* _About this task_:
Output all records below verbatim.

________________________________________

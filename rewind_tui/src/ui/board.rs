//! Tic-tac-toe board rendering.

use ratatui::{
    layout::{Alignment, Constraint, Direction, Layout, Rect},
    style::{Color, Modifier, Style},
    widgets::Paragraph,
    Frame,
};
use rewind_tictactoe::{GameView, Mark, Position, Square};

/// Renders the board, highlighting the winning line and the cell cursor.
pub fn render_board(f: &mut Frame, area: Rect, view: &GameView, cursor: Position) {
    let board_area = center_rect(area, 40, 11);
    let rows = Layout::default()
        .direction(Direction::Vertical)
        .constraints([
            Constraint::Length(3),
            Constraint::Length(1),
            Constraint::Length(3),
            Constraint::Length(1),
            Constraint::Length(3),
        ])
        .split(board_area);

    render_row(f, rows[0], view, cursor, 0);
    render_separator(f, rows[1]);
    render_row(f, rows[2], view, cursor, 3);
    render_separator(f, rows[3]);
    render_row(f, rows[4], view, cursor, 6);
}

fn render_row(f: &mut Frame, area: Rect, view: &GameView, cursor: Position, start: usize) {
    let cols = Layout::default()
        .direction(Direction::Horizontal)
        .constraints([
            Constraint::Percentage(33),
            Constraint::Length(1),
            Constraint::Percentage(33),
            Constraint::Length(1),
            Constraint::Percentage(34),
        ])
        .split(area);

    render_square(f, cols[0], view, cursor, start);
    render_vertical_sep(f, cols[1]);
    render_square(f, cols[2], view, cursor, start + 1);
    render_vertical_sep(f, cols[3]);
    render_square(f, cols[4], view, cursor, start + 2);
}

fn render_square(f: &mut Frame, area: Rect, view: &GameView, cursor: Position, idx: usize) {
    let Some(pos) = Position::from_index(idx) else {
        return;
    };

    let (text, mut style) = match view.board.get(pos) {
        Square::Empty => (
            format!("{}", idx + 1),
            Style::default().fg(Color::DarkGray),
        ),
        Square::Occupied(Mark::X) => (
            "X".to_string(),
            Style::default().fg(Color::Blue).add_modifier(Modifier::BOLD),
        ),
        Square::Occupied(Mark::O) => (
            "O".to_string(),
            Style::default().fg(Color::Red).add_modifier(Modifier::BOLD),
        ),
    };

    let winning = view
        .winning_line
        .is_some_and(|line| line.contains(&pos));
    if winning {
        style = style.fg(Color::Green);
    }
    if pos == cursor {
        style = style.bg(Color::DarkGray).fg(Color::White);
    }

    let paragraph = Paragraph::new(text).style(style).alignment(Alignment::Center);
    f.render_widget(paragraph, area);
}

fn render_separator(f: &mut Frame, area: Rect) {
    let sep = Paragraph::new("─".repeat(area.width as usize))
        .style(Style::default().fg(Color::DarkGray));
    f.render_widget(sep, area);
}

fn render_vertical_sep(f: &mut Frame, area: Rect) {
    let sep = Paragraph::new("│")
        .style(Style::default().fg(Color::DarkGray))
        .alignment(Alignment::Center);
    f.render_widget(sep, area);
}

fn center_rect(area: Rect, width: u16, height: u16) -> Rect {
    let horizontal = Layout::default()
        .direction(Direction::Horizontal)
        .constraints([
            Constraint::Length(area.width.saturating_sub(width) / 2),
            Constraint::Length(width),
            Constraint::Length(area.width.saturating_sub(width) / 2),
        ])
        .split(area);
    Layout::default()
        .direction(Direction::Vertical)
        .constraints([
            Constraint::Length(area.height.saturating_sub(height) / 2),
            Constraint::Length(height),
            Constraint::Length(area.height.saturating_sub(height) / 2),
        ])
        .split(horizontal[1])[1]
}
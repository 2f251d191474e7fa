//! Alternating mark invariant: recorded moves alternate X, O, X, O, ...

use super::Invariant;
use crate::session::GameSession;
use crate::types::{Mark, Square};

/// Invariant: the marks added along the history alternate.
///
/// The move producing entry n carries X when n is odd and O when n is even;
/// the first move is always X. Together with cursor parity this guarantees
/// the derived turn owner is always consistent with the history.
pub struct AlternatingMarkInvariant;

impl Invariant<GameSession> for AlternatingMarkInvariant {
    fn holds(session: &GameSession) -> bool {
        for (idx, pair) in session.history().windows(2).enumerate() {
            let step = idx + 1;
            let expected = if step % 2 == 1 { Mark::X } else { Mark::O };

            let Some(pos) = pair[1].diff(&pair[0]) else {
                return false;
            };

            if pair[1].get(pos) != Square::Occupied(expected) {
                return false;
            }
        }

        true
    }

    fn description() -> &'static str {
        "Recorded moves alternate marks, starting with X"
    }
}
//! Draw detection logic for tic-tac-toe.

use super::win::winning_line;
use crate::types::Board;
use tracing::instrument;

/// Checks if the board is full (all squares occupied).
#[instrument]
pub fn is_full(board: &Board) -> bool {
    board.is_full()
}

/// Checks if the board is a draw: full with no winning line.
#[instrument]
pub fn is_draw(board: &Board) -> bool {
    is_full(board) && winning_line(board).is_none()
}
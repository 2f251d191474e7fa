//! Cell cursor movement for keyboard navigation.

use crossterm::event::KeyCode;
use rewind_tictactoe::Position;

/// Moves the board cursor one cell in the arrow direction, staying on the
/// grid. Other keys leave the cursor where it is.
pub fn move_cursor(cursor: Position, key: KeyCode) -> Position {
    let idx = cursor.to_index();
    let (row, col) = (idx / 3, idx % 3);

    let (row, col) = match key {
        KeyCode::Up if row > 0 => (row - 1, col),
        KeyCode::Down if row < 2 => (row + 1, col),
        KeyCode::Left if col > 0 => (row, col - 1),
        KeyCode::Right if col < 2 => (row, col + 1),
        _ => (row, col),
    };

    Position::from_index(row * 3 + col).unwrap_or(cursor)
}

________________________________________

* _Task response_:
filename rewind_tui/src/ui/board.rs
//! Tic-tac-toe board rendering.

use ratatui::{
    layout::{Alignment, Constraint, Direction, Layout, Rect},
    style::{Color, Modifier, Style},
    widgets::Paragraph,
    Frame,
};
use rewind_tictactoe::{GameView, Mark, Position, Square};

/// Renders the board, highlighting the winning line and the cell cursor.
pub fn render_board(f: &mut Frame, area: Rect, view: &GameView, cursor: Position) {
    let board_area = center_rect(area, 40, 11);
    let rows = Layout::default()
        .direction(Direction::Vertical)
        .constraints([
            Constraint::Length(3),
            Constraint::Length(1),
            Constraint::Length(3),
            Constraint::Length(1),
            Constraint::Length(3),
        ])
        .split(board_area);

    render_row(f, rows[0], view, cursor, 0);
    render_separator(f, rows[1]);
    render_row(f, rows[2], view, cursor, 3);
    render_separator(f, rows[3]);
    render_row(f, rows[4], view, cursor, 6);
}

fn render_row(f: &mut Frame, area: Rect, view: &GameView, cursor: Position, start: usize) {
    let cols = Layout::default()
        .direction(Direction::Horizontal)
        .constraints([
            Constraint::Percentage(33),
            Constraint::Length(1),
            Constraint::Percentage(33),
            Constraint::Length(1),
            Constraint::Percentage(34),
        ])
        .split(area);

    render_square(f, cols[0], view, cursor, start);
    render_vertical_sep(f, cols[1]);
    render_square(f, cols[2], view, cursor, start + 1);
    render_vertical_sep(f, cols[3]);
    render_square(f, cols[4], view, cursor, start + 2);
}

fn render_square(f: &mut Frame, area: Rect, view: &GameView, cursor: Position, idx: usize) {
    let Some(pos) = Position::from_index(idx) else {
        return;
    };

    let (text, mut style) = match view.board.get(pos) {
        Square::Empty => (
            format!("{}", idx + 1),
            Style::default().fg(Color::DarkGray),
        ),
        Square::Occupied(Mark::X) => (
            "X".to_string(),
            Style::default().fg(Color::Blue).add_modifier(Modifier::BOLD),
        ),
        Square::Occupied(Mark::O) => (
            "O".to_string(),
            Style::default().fg(Color::Red).add_modifier(Modifier::BOLD),
        ),
    };

    let winning = view
        .winning_line
        .is_some_and(|line| line.contains(&pos));
    if winning {
        style = style.fg(Color::Green);
    }
    if pos == cursor {
        style = style.bg(Color::DarkGray).fg(Color::White);
    }

    let paragraph = Paragraph::new(text).style(style).alignment(Alignment::Center);
    f.render_widget(paragraph, area);
}

fn render_separator(f: &mut Frame, area: Rect) {
    let sep = Paragraph::new("─".repeat(area.width as usize))
        .style(Style::default().fg(Color::DarkGray));
    f.render_widget(sep, area);
}

fn render_vertical_sep(f: &mut Frame, area: Rect) {
    let sep = Paragraph::new("│")
        .style(Style::default().fg(Color::DarkGray))
        .alignment(Alignment::Center);
    f.render_widget(sep, area);
}

fn center_rect(area: Rect, width: u16, height: u16) -> Rect {
    let horizontal = Layout::default()
        .direction(Direction::Horizontal)
        .constraints([
            Constraint::Length(area.width.saturating_sub(width) / 2),
            Constraint::Length(width),
            Constraint::Length(area.width.saturating_sub(width) / 2),
        ])
        .split(area);
    Layout::default()
        .direction(Direction::Vertical)
        .constraints([
            Constraint::Length(area.height.saturating_sub(height) / 2),
            Constraint::Length(height),
            Constraint::Length(area.height.saturating_sub(height) / 2),
        ])
        .split(horizontal[1])[1]
}
repository 2f251d191474e7fa
//! Alternating mark invariant: recorded moves alternate X, O, X, O, ...

use super::Invariant;
use crate::session::GameSession;
use crate::types::{Mark, Square};

/// Invariant: the marks added along the history alternate.
///
/// The move producing entry n carries X when n is odd and O when n is even;
/// the first move is always X. Together with cursor parity this guarantees
/// the derived turn owner is always consistent with the history.
pub struct AlternatingMarkInvariant;

impl Invariant<GameSession> for AlternatingMarkInvariant {
    fn holds(session: &GameSession) -> bool {
        for (idx, pair) in session.history().windows(2).enumerate() {
            let step = idx + 1;
            let expected = if step % 2 == 1 { Mark::X } else { Mark::O };

            let Some(pos) = pair[1].diff(&pair[0]) else {
                return false;
            };

            if pair[1].get(pos) != Square::Occupied(expected) {
                return false;
            }
        }

        true
    }

    fn description() -> &'static str {
        "Recorded moves alternate marks, starting with X"
    }
}
//! Draw detection logic for tic-tac-toe.

use super::win::winning_line;
use crate::types::Board;
use tracing::instrument;

/// Checks if the board is full (all squares occupied).
#[instrument]
pub fn is_full(board: &Board) -> bool {
    board.is_full()
}

/// Checks if the board is a draw: full with no winning line.
#[instrument]
pub fn is_draw(board: &Board) -> bool {
    is_full(board) && winning_line(board).is_none()
}
repository 2f251d191474e7fa
//! Cell cursor movement for keyboard navigation.

use crossterm::event::KeyCode;
use rewind_tictactoe::Position;

/// Moves the board cursor one cell in the arrow direction, staying on the
/// grid. Other keys leave the cursor where it is.
pub fn move_cursor(cursor: Position, key: KeyCode) -> Position {
    let idx = cursor.to_index();
    let (row, col) = (idx / 3, idx % 3);

    let (row, col) = match key {
        KeyCode::Up if row > 0 => (row - 1, col),
        KeyCode::Down if row < 2 => (row + 1, col),
        KeyCode::Left if col > 0 => (row, col - 1),
        KeyCode::Right if col < 2 => (row, col + 1),
        _ => (row, col),
    };

    Position::from_index(row * 3 + col).unwrap_or(cursor)
}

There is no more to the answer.